Drachma shouts, “Come on, even Baby Dodongo? With his HP of 5? That’s heartless as fuck.” Drachma unclasps his tot’s mouth, letting it yowl now as much as it wants—which is a lot and then some—as Drachma straps it onto his chest.

“Don’t worry, love,” Vivi whispers, running her fingertips over Drachma’s buzzed scalp, then squeezing Drachma’s hand. “We’ll make it through this. All of us.”

Kuja steps out of the trees into the moonlight, his hair tucked into a crocheted slouch hat, a leather gorget at his throat, his cheeks flecked with red stubble and pocks of acne. Valentine steps out next to him, slipping his hands under the white fur coat he wears to unbutton the pistols he keeps holstered there, his dark dreads swaying.

“Twinsen, Twinsen, here we come!” Kuja shouts at me, but then Kuja and Valentine whirl as NPCs come swarming down the railway, their skin slathered with glow-in-the-dark paint, each of them shrieking whatever the GM wrote for them to shriek.

“Ghostlings!” Valentine shouts at his mages in the trees. “Fall back, fall back!”

I fire my railgun, popping off a shot at Kuja’s back, which instead bullseyes Valentine’s leg through and through. Valentine tumbles, his dreads flopping. He curses, tucking his leg up into a makeshift amputation, his leg dead for the rest of the event. Kuja stoops to help him, hauls Valentine up onto the one leg he’s got left. Kuja and another mage act as Valentine’s crutches as Valentine hops off into the trees, the rest of the mages shouting spells at the ghostlings. A few of the ghostlings spot us peeking up out of the ditch, come scrambling in after us. I reload, take a shot at one of them, Howl firing alongside me as Vivi and Drachma take off down the ditch. Our guns are useless against the ghostlings, they come at us biting—Howl butts one of them with his matchlock and then we’re pounding down the ditch after Vivi and Drachma, following the yowling of Baby Dodongo, trying to outrun the NPCs.

I try not to be needy but oft I can’t help it. I’m supposed to give Spencer a breather from boyfriend-type clinging while we’re at these fests, let him unwind with his Guild friends, partake in the Guild’s pre-event and post-event jamborees. But whether we’re LARPing weekends out at the lake or lifeing weekdays back in Interlochen, if I’m away from Spencer all day I miss him too much and worry about how he’s feeling and have to see him. We don’t even share an apartment, as although I’ve told my grandparents about Spencer, they’ve made it clear that, least till they’re dead, they’d prefer I pretend to be the hetero character they wish I was; ofttimes I have to go no fewer than three or four days without seeing Spencer, which makes me all squirmy and unstill, all the more clingy the next I do actually see him. Clingier I get, more far far away Spencer gets with his feelings, but I get clingy anyway, tell myself the temporary wellbeing that comes with Spencer holding me will be worth whatever eventual meanness he’ll make me suffer.
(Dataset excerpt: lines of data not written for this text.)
//! Iterative dataflow (forward and backward) over a CFG, optionally
//! rewriting the graph and its IR as facts are discovered.

use crate::cfg::{Edge, Graph, Node};
use crate::ir::Program;
use crate::pass::{Assumption, AssumptionMap, SolverOptions};
use anyhow::Result;
use fxhash::FxHashSet;
use std::collections::VecDeque;

/// Which way facts travel along edges.
#[derive(Clone, Copy, Debug, PartialEq, Eq)]
pub enum Direction {
    /// From a node's in-edges to its out-edges.
    Forward,
    /// From a node's out-edges to its in-edges.
    Backward,
}

/// Transfer function of an analysis.
pub trait FlowFunction {
    type A: Assumption;

    /// Reads the facts on `node`'s in-edges from `map` and writes the
    /// facts on its out-edges, or the other way round for a backward
    /// function. Must have no other effect.
    fn interpret(&self, node: Node, graph: &Graph, program: &Program, map: &mut AssumptionMap<Self::A>);

    fn direction(&self) -> Direction {
        Direction::Forward
    }
}

/// A proposed rewrite of a single node, produced by an integrated flow
/// function and consumed once by the solver.
pub trait Transformation {
    /// Edits the IR construct behind `node`. Fails if the IR did not
    /// change exactly as intended.
    fn transform(&mut self, node: Node, graph: &mut Graph, program: &mut Program) -> Result<()>;

    /// Builds the fragment that replaces `node` in the graph. Called
    /// after `transform`; the fragment must have no graph-level ports.
    fn new_subgraph(&self, program: &Program) -> Result<Graph>;
}

/// Outcome of visiting a node in integrated mode.
#[derive(Clone, Debug)]
pub enum Interpretation<T> {
    /// Out-edge facts were updated as in pure mode.
    Propagated,
    /// The node should be rewritten; out-edge facts were not touched.
    Replace(T),
}

/// A flow function that may propose a rewrite instead of updating
/// facts.
pub trait IntegratedFlowFunction: FlowFunction {
    type T: Transformation;

    fn interpret_or_replace(
        &self,
        node: Node,
        graph: &Graph,
        program: &Program,
        map: &mut AssumptionMap<Self::A>,
    ) -> Interpretation<Self::T>;
}

/// An analysis: a flow function plus the fact assumed where control
/// enters the graph (or leaves it, for a backward analysis).
pub trait Analysis {
    type F: FlowFunction;

    fn flow_function(&self) -> &Self::F;

    fn initial_assumption(&self) -> <Self::F as FlowFunction>::A;
}

/// The node whose input `edge` is under `direction`.
fn dependent(graph: &Graph, edge: Edge, direction: Direction) -> Option<Node> {
    match direction {
        Direction::Forward => graph.edge(edge).to,
        Direction::Backward => graph.edge(edge).from,
    }
}

/// Runs the worklist from `seed` until no edge changes. A backward
/// flow function visits the seed in reverse. Returns the number of
/// edge updates made.
pub fn propagate<F: FlowFunction>(
    graph: &Graph,
    program: &Program,
    flow: &F,
    map: &mut AssumptionMap<F::A>,
    seed: &[Node],
) -> usize {
    let direction = flow.direction();
    let mut workqueue = VecDeque::new();
    let mut workqueue_set = FxHashSet::default();
    let mut enqueue = |node: Node| {
        if workqueue_set.insert(node) {
            workqueue.push_back(node);
        }
    };
    match direction {
        Direction::Forward => seed.iter().cloned().for_each(&mut enqueue),
        Direction::Backward => seed.iter().rev().cloned().for_each(&mut enqueue),
    }

    let _ = map.take_changed();
    let mut visits = 0;
    let mut updates = 0;
    while let Some(node) = workqueue.pop_front() {
        workqueue_set.remove(&node);
        visits += 1;
        log::trace!("propagate: visiting {} {:?}", node, graph.kind(node));

        flow.interpret(node, graph, program, map);

        for edge in map.take_changed() {
            updates += 1;
            if let Some(next) = dependent(graph, edge, direction) {
                if workqueue_set.insert(next) {
                    workqueue.push_back(next);
                }
            }
        }
    }
    log::trace!("propagate: {} visits, {} edge updates", visits, updates);
    updates
}

/// Re-converges from the edges `map` recorded as changed since the
/// last `take_changed`.
fn settle<F: FlowFunction>(graph: &Graph, program: &Program, flow: &F, map: &mut AssumptionMap<F::A>) {
    let changed = map.take_changed();
    if changed.is_empty() {
        return;
    }
    let dependents = changed
        .iter()
        .filter_map(|&edge| dependent(graph, edge, flow.direction()))
        .collect::<Vec<_>>();
    propagate(graph, program, flow, map, &dependents);
}

/// Pure mode: computes the fixpoint of `analysis` over `graph`
/// without changing it.
pub fn solve<An: Analysis>(
    graph: &Graph,
    program: &Program,
    analysis: &An,
) -> AssumptionMap<<An::F as FlowFunction>::A> {
    let mut map = AssumptionMap::new(analysis.initial_assumption());
    let updates = propagate(graph, program, analysis.flow_function(), &mut map, graph.nodes());
    log::debug!(
        "solve: converged over {} nodes with {} edge updates",
        graph.nodes().len(),
        updates
    );
    map
}

/// Integrated mode: computes the fixpoint, then sweeps the nodes in
/// order (in reverse for a backward analysis) and applies every
/// rewrite the flow function proposes against the converged facts.
///
/// A rewritten node is replaced by its fragment, whose nodes are then
/// visited by the sweep in their own right. Facts are re-converged
/// from the fragment before the sweep moves on. Each node is rewritten
/// at most once, and no rewrite is applied once `options.fuel` runs
/// out.
///
/// Returns whether anything was rewritten.
pub fn solve_integrated<An>(
    graph: &mut Graph,
    program: &mut Program,
    analysis: &An,
    options: &mut SolverOptions,
) -> Result<bool>
where
    An: Analysis,
    An::F: IntegratedFlowFunction,
{
    let flow = analysis.flow_function();
    let direction = flow.direction();
    let mut map = AssumptionMap::new(analysis.initial_assumption());
    let seed = graph.nodes().to_vec();
    propagate(graph, program, flow, &mut map, &seed);

    let mut rewrites = 0;
    // Forward, the next node to visit; backward, one past it.
    let mut index = match direction {
        Direction::Forward => 0,
        Direction::Backward => graph.nodes().len(),
    };
    loop {
        let position = match direction {
            Direction::Forward if index < graph.nodes().len() => index,
            Direction::Backward if index > 0 => index - 1,
            _ => break,
        };
        let next = match direction {
            Direction::Forward => index + 1,
            Direction::Backward => index - 1,
        };
        let node = graph.nodes()[position];
        let mut transformation = match flow.interpret_or_replace(node, graph, program, &mut map) {
            Interpretation::Propagated => {
                settle(graph, program, flow, &mut map);
                index = next;
                continue;
            }
            Interpretation::Replace(transformation) => transformation,
        };

        if !options.fuel.consume() {
            log::debug!("solve_integrated: out of fuel at {}", node);
            flow.interpret(node, graph, program, &mut map);
            settle(graph, program, flow, &mut map);
            index = next;
            continue;
        }

        transformation.transform(node, graph, program)?;
        let fragment = transformation.new_subgraph(program)?;
        log::trace!(
            "solve_integrated: replacing {} with {} nodes",
            node,
            fragment.nodes().len()
        );
        let inserted = graph.splice(node, fragment)?;
        if options.verify {
            graph.verify()?;
        }
        rewrites += 1;

        propagate(graph, program, flow, &mut map, &inserted);
        // The sweep resumes inside the fragment: at its first node,
        // which now sits at `position`, or backward at its last.
        if direction == Direction::Backward {
            index = position + inserted.len();
        }
    }

    log::debug!(
        "solve_integrated: {} rewrites, {} nodes after",
        rewrites,
        graph.nodes().len()
    );
    Ok(rewrites > 0)
}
So post-event I go looking for Spencer among the sprawling tents of the Guild, my trilby in hand instead of on head, my purplish suspenders unshouldered and hanging from my hips. Lars is crouchwalking out the flaps of his tent, sees me coming and ducks back into it like the caitiff he is. His attributes during events? Kuja, 390 HP, 340 MP, Level 23 Thief. His attributes in Tent Town? Lars, 26 Years, 1 Addiction to Nicotine, 2 Eating Disorders, Lower-Class Pet Sitter. During events he flouts my Boyfriend attribute, comes after me with nothing but nastiness and spite, but downtime between events he’s a bit more wary.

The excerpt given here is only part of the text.